→ Exercise: Check every line of the entries for "crate", and copy the lines that hold it.

→ Information:

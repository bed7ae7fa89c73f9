//! Merge pipeline: filter then normalize one loaded batch

use evmerge_common::models::{FilterSpec, NormalizedRecord, RawRecord};
use tracing::debug;

use crate::filter::matches;
use crate::normalize::normalize;

/// Outcome of one merge pass
#[derive(Debug, Clone, Default)]
pub struct MergeOutcome {
    /// Records that passed the filter and normalized, in load order
    pub records: Vec<NormalizedRecord>,
    /// Records rejected by the filter
    pub filtered_out: usize,
    /// Records that passed the filter but violated the schema
    pub dropped: usize,
}

/// Apply `filter` to every raw record and normalize the survivors.
///
/// Schema violations drop the offending record and processing continues.
pub fn merge(raw: &[RawRecord], filter: &FilterSpec) -> MergeOutcome {
    let mut outcome = MergeOutcome::default();

    for (index, record) in raw.iter().enumerate() {
        if !matches(record, filter) {
            outcome.filtered_out += 1;
            continue;
        }

        match normalize(record) {
            Ok(normalized) => outcome.records.push(normalized),
            Err(e) => {
                debug!(index, error = %e, "Dropping record");
                outcome.dropped += 1;
            }
        }
    }

    outcome
}
//! Common error types for evmerge

use thiserror::Error;

/// Common result type for evmerge operations
pub type Result<T> = std::result::Result<T, Error>;

/// Error taxonomy shared by the store, the worker and the HTTP layer
#[derive(Error, Debug)]
pub enum Error {
    /// Database operation error (wraps sqlx::Error)
    #[error("Database error: {0}")]
    Database(#[from] sqlx::Error),

    /// I/O operation error (wraps std::io::Error)
    #[error("IO error: {0}")]
    Io(#[from] std::io::Error),

    /// Configuration loading or validation error
    #[error("Configuration error: {0}")]
    Config(String),

    /// Requested resource not found
    #[error("Not found: {0}")]
    NotFound(String),

    /// Malformed filter payload, rejected before a task is created
    #[error("Invalid filter specification: {0}")]
    InvalidFilterSpec(String),

    /// A data source could not be read or parsed; fails the whole task
    #[error("Data source unavailable: {0}")]
    SourceUnavailable(String),

    /// A single record is missing a required field; the record is dropped
    #[error("Schema violation: {0}")]
    SchemaViolation(String),

    /// Queue/store desynchronization or an illegal state transition
    #[error("Invariant violation: {0}")]
    InvariantViolation(String),

    /// Internal error
    #[error("Internal error: {0}")]
    Internal(String),
}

→ Finished exercise:
use crate::filter::matches;
use crate::normalize::normalize;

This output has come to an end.